From that time onwards, the fictional Surprise would carry the big main
mast until she sails into the sun set in
Blue at the Mizzen.
In between, he came back to this point again and again. It was there in the
Ionian Mission, where even the
landlubber Maturin, who was normally unable to distinguish a frigate from a sloop, or a Brig
from a Snow, swiftly distinguished the
joyful Surprise from any other vessel by her oversized main mast, despite the fact that the Surprise was now under someone else's command, painted blue and
otherwise looking totally different from when he say her last.

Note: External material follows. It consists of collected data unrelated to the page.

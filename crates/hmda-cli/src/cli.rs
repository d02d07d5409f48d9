//! CLI argument definitions for the LAR cleaner.

use std::path::PathBuf;

use clap::{Parser, Subcommand, ValueEnum};
use clap_verbosity_flag::{Verbosity, WarnLevel};
use colorchoice_clap::Color;

#[derive(Parser)]
#[command(
    name = "hmda-clean",
    version,
    about = "HMDA LAR cleaner - filter and remap a Loan Application Register extract",
    long_about = "Clean a HMDA Loan Application Register CSV extract.\n\n\
                  Applies the fixed 2024-release cleaning pipeline: column drops,\n\
                  sentinel row filters, code-to-label remapping, boolean derivation,\n\
                  and multi-valued field expansion."
)]
pub struct Cli {
    #[command(subcommand)]
    pub command: Command,

    /// Adjust log verbosity (-v for debug, -vv for trace, -q for errors only).
    #[command(flatten)]
    pub verbosity: Verbosity<WarnLevel>,

    /// Control ANSI color output (auto, always, never).
    #[command(flatten)]
    pub color: Color,

    /// Explicit log level (overrides -v/-q flags).
    #[arg(long = "log-level", value_enum, global = true)]
    pub log_level: Option<LogLevelArg>,

    /// Log output format (pretty for human, json for machine parsing).
    #[arg(
        long = "log-format",
        value_enum,
        default_value = "pretty",
        global = true
    )]
    pub log_format: LogFormatArg,

    /// Write logs to a file instead of stderr.
    #[arg(long = "log-file", value_name = "PATH", global = true)]
    pub log_file: Option<PathBuf>,
}

#[derive(Subcommand)]
pub enum Command {
    /// Clean a LAR extract and write the result.
    Clean(CleanArgs),

    /// List the pipeline steps in execution order.
    Steps,
}

#[derive(Parser)]
pub struct CleanArgs {
    /// Path to the raw LAR CSV extract.
    #[arg(value_name = "INPUT")]
    pub input: PathBuf,

    /// Path for the cleaned CSV output.
    #[arg(value_name = "OUTPUT")]
    pub output: PathBuf,

    /// Write the run report (per-step row counts, unmapped codes) as JSON.
    #[arg(long = "report", value_name = "PATH")]
    pub report: Option<PathBuf>,
}

/// CLI log level choices.
#[derive(Clone, Copy, ValueEnum)]
pub enum LogLevelArg {
    Error,
    Warn,
    Info,
    Debug,
    Trace,
}

/// CLI log format choices.
#[derive(Clone, Copy, ValueEnum)]
pub enum LogFormatArg {
    Pretty,
    Compact,
    Json,
}
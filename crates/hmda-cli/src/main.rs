//! HMDA LAR cleaner CLI.

use clap::{ColorChoice, Parser};
use hmda_cli::logging::{LogConfig, LogFormat, init_logging};
use hmda_cli::run::{CleanRequest, pipeline_steps, run_clean};
use std::io::{self, IsTerminal};
use tracing::level_filters::LevelFilter;

mod cli;
mod summary;

use crate::cli::{Cli, Command, LogFormatArg, LogLevelArg};
use crate::summary::{print_steps, print_summary};

fn main() {
    let cli = Cli::parse();
    cli.color.write_global();
    let log_config = log_config_from_cli(&cli);
    if let Err(error) = init_logging(&log_config) {
        eprintln!("error: failed to initialize logging: {error}");
        std::process::exit(1);
    }
    let exit_code = match cli.command {
        Command::Clean(args) => {
            let request = CleanRequest {
                input: args.input,
                output: args.output,
                report: args.report,
            };
            match run_clean(&request) {
                Ok(outcome) => {
                    print_summary(&outcome);
                    0
                }
                Err(error) => {
                    eprintln!("error: {error:#}");
                    1
                }
            }
        }
        Command::Steps => {
            print_steps(&pipeline_steps());
            0
        }
    };
    std::process::exit(exit_code);
}

/// Build logging configuration from CLI flags with consistent precedence.
fn log_config_from_cli(cli: &Cli) -> LogConfig {
    let mut config = LogConfig {
        level_filter: cli.verbosity.tracing_level_filter(),
        ..LogConfig::default()
    };
    config.use_env_filter = !(cli.verbosity.is_present() || cli.log_level.is_some());
    if let Some(level) = cli.log_level {
        config.level_filter = match level {
            LogLevelArg::Error => LevelFilter::ERROR,
            LogLevelArg::Warn => LevelFilter::WARN,
            LogLevelArg::Info => LevelFilter::INFO,
            LogLevelArg::Debug => LevelFilter::DEBUG,
            LogLevelArg::Trace => LevelFilter::TRACE,
        };
    }
    config.format = match cli.log_format {
        LogFormatArg::Pretty => LogFormat::Pretty,
        LogFormatArg::Compact => LogFormat::Compact,
        LogFormatArg::Json => LogFormat::Json,
    };
    config.log_file = cli.log_file.clone();
    config.with_ansi = match cli.color.color {
        ColorChoice::Always => true,
        ColorChoice::Never => false,
        ColorChoice::Auto => cli.log_file.is_none() && io::stderr().is_terminal(),
    };
    config
}
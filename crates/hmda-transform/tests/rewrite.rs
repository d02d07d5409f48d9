//! Tests for in-place value rewrites.

use polars::prelude::{Column, DataFrame, IntoColumn, NamedFrom, Series};

use hmda_model::ValueRewrite;
use hmda_model::codebook::VALUE_REWRITES;
use hmda_transform::{CleanReport, CleanStep, ValueRewriteStep};

fn test_df(columns: Vec<(&str, Vec<Option<&str>>)>) -> DataFrame {
    let cols: Vec<Column> = columns
        .into_iter()
        .map(|(name, values)| {
            Series::new(
                name.into(),
                values
                    .iter()
                    .map(|value| value.map(String::from))
                    .collect::<Vec<_>>(),
            )
            .into_column()
        })
        .collect();
    DataFrame::new(cols).unwrap()
}

fn cell(df: &DataFrame, name: &str, idx: usize) -> String {
    hmda_ingest::any_to_string(df.column(name).unwrap().get(idx).unwrap())
}

fn dti_rewrite() -> &'static ValueRewrite {
    VALUE_REWRITES
        .iter()
        .find(|rewrite| rewrite.column == "debt_to_income_ratio")
        .unwrap()
}

#[test]
fn exact_rules_take_precedence_over_substring_rules() {
    // `>60%` is renamed wholesale, not run through the `%` expansion.
    assert_eq!(dti_rewrite().apply(">60%"), "over_60_percent");
    assert_eq!(dti_rewrite().apply("<20%"), "below_20_percent");
}

#[test]
fn percent_expands_inside_bucket_values() {
    assert_eq!(dti_rewrite().apply("20%-<30%"), "20_percent-<30_percent");
    assert_eq!(dti_rewrite().apply("50%-60%"), "50_percent-60_percent");
}

#[test]
fn unmatched_values_pass_through() {
    assert_eq!(dti_rewrite().apply("36"), "36");
}

#[test]
fn step_applies_every_rewrite_table() {
    let mut df = test_df(vec![
        ("total_units", vec![Some(">149"), Some("2")]),
        ("debt_to_income_ratio", vec![Some(">60%"), Some("41")]),
        ("applicant_age", vec![Some("<25"), Some("35-44")]),
        ("co-applicant_age", vec![Some(">74"), None]),
    ]);
    let mut report = CleanReport::new();
    ValueRewriteStep::new(VALUE_REWRITES)
        .apply(&mut df, &mut report)
        .unwrap();
    assert_eq!(cell(&df, "total_units", 0), "over_149");
    assert_eq!(cell(&df, "total_units", 1), "2");
    assert_eq!(cell(&df, "debt_to_income_ratio", 0), "over_60_percent");
    assert_eq!(cell(&df, "debt_to_income_ratio", 1), "41");
    assert_eq!(cell(&df, "applicant_age", 0), "below_25");
    assert_eq!(cell(&df, "applicant_age", 1), "35-44");
    assert_eq!(cell(&df, "co-applicant_age", 0), "above_74");
    assert_eq!(cell(&df, "co-applicant_age", 1), "");
}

The lopsided Main Mast was there again in
The Far Side of the World, and the
NutMeg of Consolation, and the
True Love, and the
Blue at Mizzen. On several more occasions, temporary characters were able to instantly recognize the Surprise by her unforgettably oversized main mast.
Clearly, the lopsided mast was not merely a plot device concocted to
add color to one book. It was meant to set forth a
defining characteristic of Aubrey's favorite ship throught out the
entire serie.
Now let us look at where O'Brain may have gotten the idea for this
lopsided main mast. Surprise! The is
only one real HMS
Surprise that also had a lop sided 34 gun frigate's main mast.
In fact
that real surprise was the
only British frigate we know of that permanent
shipped a non-standard, outsized mainmast belonging to ships one rate above her own.
Given that O'Brain chooses to endow the fictional Surprise with a extraordinary trait shared by just one ship of exactly the same name from the real Royal Navy, can there really be any doubt about which was the Surprise O'Brian meant to protray in his masterful serie, despite occasional artistic licenses and accuracy lapses?